Kornberg Lab

Following on from our cloning of the Drosophila hedgehog (hh) gene (Tabata and Kornberg, 1992), our studies showed that the secreted Hh protein moves across segment borders in the embryo and across the Anterior/Posterior compartment border in the embryo and in the wing imaginal disc (Tabata and Kornberg, 1994). We further showed that the role of Hh signaling in the wing disc is to endow target cells in the Anterior compartment with the functionality of a developmental organizer (Tabata et al, 1995) and that the principal output of Hh signal transduction, the regulation of the activity of the transcription factor Cubitus interruptus (Ci), is effected by controlling both the form (full length vs proteolytically truncated) and cellular localization (cytoplasmic vs nuclear) of Ci. Whereas full length Ci can be converted to a transcriptional activator, the truncated form is a transcriptional repressor (Aza-Blanc and Kornberg, 1997).
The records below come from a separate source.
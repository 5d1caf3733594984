//! Rate-limited submission of single requests and ordered batches.
//!
//! Every request goes through the same path: admit on the limiter, wait for dispatch, run
//! the executor, decode the response. [`BatchDispatcher`] runs that path for one request or
//! for up to [`MAX_BATCH_SIZE`] of them at once.
//!
//! Batches are admitted in input order before anything is awaited, so the limiter's FIFO
//! queue matches the caller's order. After that the items run concurrently and each result
//! lands in the slot of its input index.

use crate::cache::UserStore;
use crate::executor::RequestExecutor;
use crate::model::User;
use crate::rate_limit::{Admission, RateLimiter};
use crate::request::ApiRequest;
use crate::telemetry::{
    emit_best_effort, AdmissionEvent, BatchEvent, ClientEvent, NullSink, RequestOutcome,
    TelemetrySink,
};
use crate::RosterError;
use futures::stream::{FuturesUnordered, StreamExt};
use serde::de::DeserializeOwned;
use std::sync::Arc;
use std::time::Duration;
use tokio::time::Instant;

/// Largest batch accepted by [`BatchDispatcher::dispatch`].
pub const MAX_BATCH_SIZE: usize = 10;

/// One batch entry: a built request, or the error that prevented building it.
pub type BatchItem = Result<ApiRequest, RosterError>;

/// Outcome of a batch, one entry per input item.
#[derive(Debug, Clone)]
pub struct BatchReport {
    /// `results[i]` belongs to input item `i`.
    pub results: Vec<Result<User, RosterError>>,
    /// Failed items as `(index, error)`, in the order they failed.
    pub failures: Vec<(usize, RosterError)>,
    /// From the first admission to the last completion.
    pub duration: Duration,
}

impl BatchReport {
    pub fn len(&self) -> usize {
        self.results.len()
    }

    pub fn is_empty(&self) -> bool {
        self.results.is_empty()
    }

    pub fn succeeded(&self) -> usize {
        self.results.len() - self.failures.len()
    }

    pub fn all_succeeded(&self) -> bool {
        self.failures.is_empty()
    }

    /// All records in input order, or an `Aggregate` carrying every failure and the partial
    /// results.
    pub fn into_result(self) -> Result<Vec<User>, RosterError> {
        if self.failures.is_empty() {
            return Ok(self.results.into_iter().flatten().collect());
        }
        let partial = self.results.into_iter().map(Result::ok).collect();
        let errors = self.failures.into_iter().map(|(_, e)| e).collect();
        Err(RosterError::aggregate(errors, partial))
    }
}

/// Submits requests through a [`RateLimiter`] and a [`RequestExecutor`], caching every user
/// record that comes back.
#[derive(Debug, Clone)]
pub struct BatchDispatcher<S = NullSink> {
    limiter: Arc<dyn RateLimiter>,
    executor: Arc<dyn RequestExecutor>,
    store: Arc<dyn UserStore>,
    sink: S,
}

impl BatchDispatcher<NullSink> {
    pub fn new(
        limiter: Arc<dyn RateLimiter>,
        executor: Arc<dyn RequestExecutor>,
        store: Arc<dyn UserStore>,
    ) -> Self {
        Self { limiter, executor, store, sink: NullSink }
    }
}

impl<S> BatchDispatcher<S> {
    /// Replace the telemetry sink.
    pub fn with_sink<S2>(self, sink: S2) -> BatchDispatcher<S2> {
        BatchDispatcher {
            limiter: self.limiter,
            executor: self.executor,
            store: self.store,
            sink,
        }
    }

    pub fn store(&self) -> &Arc<dyn UserStore> {
        &self.store
    }

    pub fn limiter(&self) -> &Arc<dyn RateLimiter> {
        &self.limiter
    }

    pub fn sink(&self) -> &S {
        &self.sink
    }
}

impl<S> BatchDispatcher<S>
where
    S: TelemetrySink + Sync,
    S::Future: Send,
{
    /// Run one request and decode the body as `T`. Nothing is cached.
    ///
    /// Admission is attempted before the first await, so a rejection comes back without
    /// waiting on the limiter.
    pub async fn submit<T>(
        &self,
        operation: &'static str,
        request: ApiRequest,
    ) -> Result<T, RosterError>
    where
        T: DeserializeOwned,
    {
        let admission = self.admit(operation);
        let event = admission_event(operation, &admission);
        emit_best_effort(self.sink.clone(), ClientEvent::Admission(event)).await;
        self.complete(operation, admission?, request).await
    }

    /// Run one request whose response is a single user record, and cache that record.
    pub async fn submit_user(
        &self,
        operation: &'static str,
        request: ApiRequest,
    ) -> Result<User, RosterError> {
        let user: User = self.submit(operation, request).await?;
        self.store.upsert(user.clone());
        Ok(user)
    }

    /// Run a batch of user-returning requests; results come back in input order.
    ///
    /// Fails with `TooManyItems` (and submits nothing) past [`MAX_BATCH_SIZE`], and with
    /// `Aggregate` if any item failed.
    pub async fn dispatch(
        &self,
        operation: &'static str,
        items: Vec<BatchItem>,
    ) -> Result<Vec<User>, RosterError> {
        self.dispatch_detailed(operation, items).await?.into_result()
    }

    /// Like [`dispatch`](Self::dispatch) but returns the per-item outcomes instead of
    /// folding them into one result. Only `TooManyItems` is returned as an error.
    pub async fn dispatch_detailed(
        &self,
        operation: &'static str,
        items: Vec<BatchItem>,
    ) -> Result<BatchReport, RosterError> {
        if items.len() > MAX_BATCH_SIZE {
            return Err(RosterError::TooManyItems { provided: items.len(), max: MAX_BATCH_SIZE });
        }
        let size = items.len();
        let started = Instant::now();
        tracing::debug!(operation, size, "batch started");

        // One `(index, outcome)` per input item, whether it failed up front or ran.
        let mut outcomes: Vec<(usize, Result<User, RosterError>)> = Vec::with_capacity(size);
        let mut failures = Vec::new();
        let mut admitted = Vec::with_capacity(size);
        let mut admissions = Vec::with_capacity(size);

        for (index, item) in items.into_iter().enumerate() {
            let outcome = item.and_then(|request| {
                let admission = self.admit(operation);
                admissions.push(admission_event(operation, &admission));
                admission.map(|admission| (admission, request))
            });
            match outcome {
                Ok((admission, request)) => admitted.push((index, admission, request)),
                Err(err) => {
                    tracing::warn!(operation, index, error = %err, "batch item failed");
                    failures.push((index, err.clone()));
                    outcomes.push((index, Err(err)));
                }
            }
        }
        for event in admissions {
            emit_best_effort(self.sink.clone(), ClientEvent::Admission(event)).await;
        }

        let mut in_flight: FuturesUnordered<_> = admitted
            .into_iter()
            .map(|(index, admission, request)| async move {
                let outcome = self.complete::<User>(operation, admission, request).await;
                if let Ok(user) = &outcome {
                    self.store.upsert(user.clone());
                }
                (index, outcome)
            })
            .collect();

        while let Some((index, outcome)) = in_flight.next().await {
            if let Err(err) = &outcome {
                tracing::warn!(operation, index, error = %err, "batch item failed");
                failures.push((index, err.clone()));
            }
            outcomes.push((index, outcome));
        }

        let duration = started.elapsed();
        outcomes.sort_unstable_by_key(|(index, _)| *index);
        let results: Vec<_> = outcomes.into_iter().map(|(_, outcome)| outcome).collect();
        tracing::debug!(operation, size, failed = failures.len(), ?duration, "batch completed");
        emit_best_effort(
            self.sink.clone(),
            ClientEvent::Batch(BatchEvent::Completed { size, failed: failures.len(), duration }),
        )
        .await;
        Ok(BatchReport { results, failures, duration })
    }

    fn admit(&self, operation: &'static str) -> Result<Admission, RosterError> {
        let admission = self.limiter.admit();
        if let Err(err) = &admission {
            tracing::debug!(operation, error = %err, "admission denied");
        }
        admission
    }

    /// Wait for dispatch, execute, decode; then report the outcome.
    async fn complete<T>(
        &self,
        operation: &'static str,
        admission: Admission,
        request: ApiRequest,
    ) -> Result<T, RosterError>
    where
        T: DeserializeOwned,
    {
        let started = Instant::now();
        let result = async {
            admission.await?;
            let response = self.executor.execute(request).await?;
            response.json::<T>()
        }
        .await;
        let duration = started.elapsed();
        let event = match &result {
            Ok(_) => RequestOutcome::Success { operation, duration },
            Err(_) => RequestOutcome::Failure { operation, duration },
        };
        emit_best_effort(self.sink.clone(), ClientEvent::Request(event)).await;
        result
    }
}

fn admission_event(
    operation: &'static str,
    admission: &Result<Admission, RosterError>,
) -> AdmissionEvent {
    match admission {
        Ok(_) => AdmissionEvent::Admitted { operation },
        Err(err) => AdmissionEvent::Rejected {
            operation,
            capacity: err.rate_limit_capacity().unwrap_or_default(),
        },
    }
}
Ongoing studies in the lab employ genetic screens to improve our understanding of Hh signal transduction and apply molecular genetic approaches to better understand the processes that generate the repressor and activator forms of Ci, the mechanism by which Ci regulates its transcriptional targets, and the mechanism by which Hh and other signaling proteins move from source to target cells.